EXERCISE DETAILS:
Go over the entries and report the lines where the word "static" occurs.

Collected data entries
------------------------------------------------------------
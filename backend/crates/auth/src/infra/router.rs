//! Storage router
//!
//! Sends each repository call to the primary backend when it answers a
//! health check, otherwise to the secondary. Selection is made per call;
//! nothing about a previous outcome is remembered.

use std::time::Duration;

use chrono::{DateTime, Utc};
use platform::retry::Backoff;

use crate::domain::entity::{AdminActivityLog, ProfilePatch, User};
use crate::domain::repository::{
    AuditLogRepository, BackendHealth, UserListFilter, UserPage, UserRepository,
};
use crate::domain::value_object::{UserId, email::Email, user_name::UserName, user_role::UserRole};
use crate::error::{AuthError, AuthResult};

/// Liveness of one backend as reported by `/health`
#[derive(Debug, Clone, Copy, PartialEq, Eq)]
pub struct BackendStatus {
    pub name: &'static str,
    pub connected: bool,
}

impl BackendStatus {
    pub fn label(&self) -> &'static str {
        if self.connected { "connected" } else { "disconnected" }
    }
}

#[derive(Debug, Clone, Copy, PartialEq, Eq)]
pub struct RouterStatus {
    pub primary: BackendStatus,
    pub secondary: BackendStatus,
}

enum Selected<'a, P, S> {
    Primary(&'a P),
    Secondary(&'a S),
}

pub struct StorageRouter<P, S> {
    primary: P,
    secondary: S,
    health_retry: Backoff,
    health_timeout: Duration,
}

impl<P, S> StorageRouter<P, S>
where
    P: BackendHealth + Sync,
    S: BackendHealth + Sync,
{
    pub fn new(primary: P, secondary: S, health_retry: Backoff, health_timeout: Duration) -> Self {
        tracing::info!(
            primary = primary.name(),
            secondary = secondary.name(),
            max_attempts = health_retry.max_attempts,
            timeout_ms = health_timeout.as_millis() as u64,
            "Storage router configured"
        );
        Self {
            primary,
            secondary,
            health_retry,
            health_timeout,
        }
    }

    pub fn primary(&self) -> &P {
        &self.primary
    }

    pub fn secondary(&self) -> &S {
        &self.secondary
    }

    /// Pings the primary with bounded retry and exponential backoff.
    ///
    /// Each ping is cut off after `health_timeout`, so a hung primary costs
    /// at most `max_attempts` timeouts plus the backoff delays.
    pub async fn is_primary_healthy(&self) -> bool {
        let primary = &self.primary;
        let timeout = self.health_timeout;
        self.health_retry
            .retry(move || ping_within(primary, timeout))
            .await
            .is_ok()
    }

    /// Both backends, checked once each (the primary with retry).
    pub async fn status(&self) -> RouterStatus {
        let primary_ok = self.is_primary_healthy().await;
        let secondary_ok = ping_within(&self.secondary, self.health_timeout)
            .await
            .is_ok();
        RouterStatus {
            primary: BackendStatus {
                name: self.primary.name(),
                connected: primary_ok,
            },
            secondary: BackendStatus {
                name: self.secondary.name(),
                connected: secondary_ok,
            },
        }
    }

    async fn select(&self) -> Selected<'_, P, S> {
        if self.is_primary_healthy().await {
            Selected::Primary(&self.primary)
        } else {
            tracing::warn!(
                primary = self.primary.name(),
                secondary = self.secondary.name(),
                "Primary backend unreachable, using fallback"
            );
            Selected::Secondary(&self.secondary)
        }
    }
}

async fn ping_within<B: BackendHealth + Sync>(backend: &B, timeout: Duration) -> AuthResult<()> {
    match tokio::time::timeout(timeout, backend.ping()).await {
        Ok(result) => result,
        Err(_) => {
            tracing::debug!(backend = backend.name(), "Health ping timed out");
            Err(AuthError::BackendUnavailable)
        }
    }
}

/// Runs the same call on whichever backend `select` picked.
macro_rules! routed {
    ($router:expr, |$backend:ident| $call:expr) => {
        match $router.select().await {
            Selected::Primary($backend) => $call.await,
            Selected::Secondary($backend) => $call.await,
        }
    };
}

impl<P, S> UserRepository for StorageRouter<P, S>
where
    P: UserRepository + BackendHealth + Sync,
    S: UserRepository + BackendHealth + Sync,
{
    async fn insert_user(&self, user: &User) -> AuthResult<()> {
        routed!(self, |backend| backend.insert_user(user))
    }

    async fn find_by_email(&self, email: &Email) -> AuthResult<Option<User>> {
        routed!(self, |backend| backend.find_by_email(email))
    }

    async fn find_by_id(&self, user_id: &UserId) -> AuthResult<Option<User>> {
        routed!(self, |backend| backend.find_by_id(user_id))
    }

    async fn find_by_username(&self, user_name: &UserName) -> AuthResult<Option<User>> {
        routed!(self, |backend| backend.find_by_username(user_name))
    }

    async fn record_login(&self, user_id: &UserId, at: DateTime<Utc>) -> AuthResult<()> {
        routed!(self, |backend| backend.record_login(user_id, at))
    }

    async fn update_profile(
        &self,
        user_id: &UserId,
        patch: &ProfilePatch,
        at: DateTime<Utc>,
    ) -> AuthResult<Option<User>> {
        routed!(self, |backend| backend.update_profile(user_id, patch, at))
    }

    async fn set_role(&self, user_id: &UserId, role: UserRole, at: DateTime<Utc>) -> AuthResult<bool> {
        routed!(self, |backend| backend.set_role(user_id, role, at))
    }

    async fn set_active(&self, user_id: &UserId, is_active: bool, at: DateTime<Utc>) -> AuthResult<bool> {
        routed!(self, |backend| backend.set_active(user_id, is_active, at))
    }

    async fn list_users(&self, filter: &UserListFilter) -> AuthResult<UserPage> {
        routed!(self, |backend| backend.list_users(filter))
    }
}

impl<P, S> AuditLogRepository for StorageRouter<P, S>
where
    P: AuditLogRepository + BackendHealth + Sync,
    S: AuditLogRepository + BackendHealth + Sync,
{
    async fn append(&self, entry: &AdminActivityLog) -> AuthResult<()> {
        routed!(self, |backend| backend.append(entry))
    }

    async fn recent(&self, limit: u32) -> AuthResult<Vec<AdminActivityLog>> {
        routed!(self, |backend| backend.recent(limit))
    }
}
//! Identity Store
//!
//! User lifecycle on top of whatever repository is injected (in production
//! the `StorageRouter`).

use std::sync::Arc;

use chrono::Utc;

use crate::application::hasher::CredentialHasher;
use crate::domain::entity::user::validate_display_name;
use crate::domain::entity::{ProfilePatch, User, UserPreferences};
use crate::domain::repository::UserRepository;
use crate::domain::value_object::{
    UserId, email::Email, user_name::UserName, user_password::RawPassword,
};
use crate::error::{AuthError, AuthResult};

const LANGUAGE_MIN_LENGTH: usize = 2;
const LANGUAGE_MAX_LENGTH: usize = 16;

/// Registration input, unvalidated
#[derive(Debug)]
pub struct Registration {
    pub username: String,
    pub email: String,
    pub password: String,
    pub display_name: Option<String>,
    pub language: Option<String>,
}

pub struct IdentityStore<R>
where
    R: UserRepository,
{
    repo: Arc<R>,
    hasher: CredentialHasher,
}

impl<R> IdentityStore<R>
where
    R: UserRepository + Send + Sync,
{
    pub fn new(repo: Arc<R>, hasher: CredentialHasher) -> Self {
        Self { repo, hasher }
    }

    /// Validates, rejects duplicates, hashes, persists.
    pub async fn create_user(&self, registration: Registration) -> AuthResult<User> {
        let username = UserName::new(&registration.username)?;
        let email = Email::new(&registration.email)?;
        let password = RawPassword::new(registration.password)?;
        let display_name = registration
            .display_name
            .map(validate_display_name)
            .transpose()?;
        let preferences = match registration.language {
            Some(language) => UserPreferences::with_language(validate_language(language)?),
            None => UserPreferences::default(),
        };

        if self.repo.find_by_email(&email).await?.is_some() {
            return Err(AuthError::DuplicateIdentity { field: "email" });
        }
        if self.repo.find_by_username(&username).await?.is_some() {
            return Err(AuthError::DuplicateIdentity { field: "username" });
        }

        let password_hash = self.hasher.hash(password).await?;
        let user = User::register(
            username,
            email,
            password_hash,
            display_name,
            preferences,
        );

        // A concurrent registration can still win the race; the backend's
        // unique constraint reports that as DuplicateIdentity.
        self.repo.insert_user(&user).await?;

        tracing::info!(user_id = %user.id, username = %user.username, "User registered");
        Ok(user)
    }

    pub async fn get_by_email(&self, email: &Email) -> AuthResult<Option<User>> {
        self.repo.find_by_email(email).await
    }

    pub async fn get_by_id(&self, user_id: &UserId) -> AuthResult<Option<User>> {
        self.repo.find_by_id(user_id).await
    }

    /// Bumps login stats on `user` and in storage.
    ///
    /// A storage failure is logged and swallowed; a login must not fail
    /// because of bookkeeping.
    pub async fn update_login_stats(&self, user: &mut User) {
        let now = Utc::now();
        match self.repo.record_login(&user.id, now).await {
            Ok(()) => user.record_login(now),
            Err(e) => {
                tracing::warn!(user_id = %user.id, error = %e, "Failed to update login stats")
            }
        }
    }

    /// Only the supplied fields change; supplied preferences replace the set.
    pub async fn update_profile(&self, user_id: &UserId, patch: ProfilePatch) -> AuthResult<User> {
        let patch = patch.validated()?;
        if patch.is_empty() {
            return self
                .repo
                .find_by_id(user_id)
                .await?
                .ok_or(AuthError::UserNotFound);
        }

        let user = self
            .repo
            .update_profile(user_id, &patch, Utc::now())
            .await?
            .ok_or(AuthError::UserNotFound)?;

        tracing::info!(user_id = %user_id, "Profile updated");
        Ok(user)
    }
}

fn validate_language(language: String) -> AuthResult<String> {
    let language = language.trim().to_string();
    let len = language.chars().count();
    if !(LANGUAGE_MIN_LENGTH..=LANGUAGE_MAX_LENGTH).contains(&len) {
        return Err(AuthError::validation(
            "language",
            format!("Must be between {LANGUAGE_MIN_LENGTH} and {LANGUAGE_MAX_LENGTH} characters"),
        ));
    }
    Ok(language)
}
//! Authorization Gate
//!
//! Turns a bearer token into a live, active user and checks roles. A bad
//! token, a vanished user and a deactivated user are indistinguishable to
//! the caller.

use std::sync::Arc;

use crate::application::token::TokenService;
use crate::domain::entity::User;
use crate::domain::repository::UserRepository;
use crate::domain::value_object::user_role::UserRole;
use crate::error::{AuthError, AuthResult};

pub struct AuthorizationGate<R>
where
    R: UserRepository,
{
    repo: Arc<R>,
    tokens: Arc<TokenService>,
}

impl<R> AuthorizationGate<R>
where
    R: UserRepository + Send + Sync,
{
    pub fn new(repo: Arc<R>, tokens: Arc<TokenService>) -> Self {
        Self { repo, tokens }
    }

    /// Access token -> active user, re-read from storage on every call.
    pub async fn authenticate(&self, bearer: &str) -> AuthResult<User> {
        let claims = self.tokens.verify_access(bearer)?;
        let user_id = claims.subject()?;

        let user = self
            .repo
            .find_by_id(&user_id)
            .await?
            .ok_or(AuthError::Unauthorized)?;

        if !user.is_active {
            tracing::debug!(user_id = %user_id, "Token presented for inactive account");
            return Err(AuthError::Unauthorized);
        }

        Ok(user)
    }

    /// `None` on absence or on any failure.
    pub async fn authenticate_optional(&self, bearer: Option<&str>) -> Option<User> {
        self.authenticate(bearer?).await.ok()
    }
}

/// Pure membership check on the stored role.
pub fn require_role(user: &User, allowed: &[UserRole]) -> AuthResult<()> {
    if allowed.contains(&user.role) {
        Ok(())
    } else {
        tracing::debug!(user_id = %user.id, role = %user.role, "Role not allowed");
        Err(AuthError::Forbidden)
    }
}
------------------------------------------------------------
TASK OUTPUT:
    pub name: &'static str,
    pub fn label(&self) -> &'static str {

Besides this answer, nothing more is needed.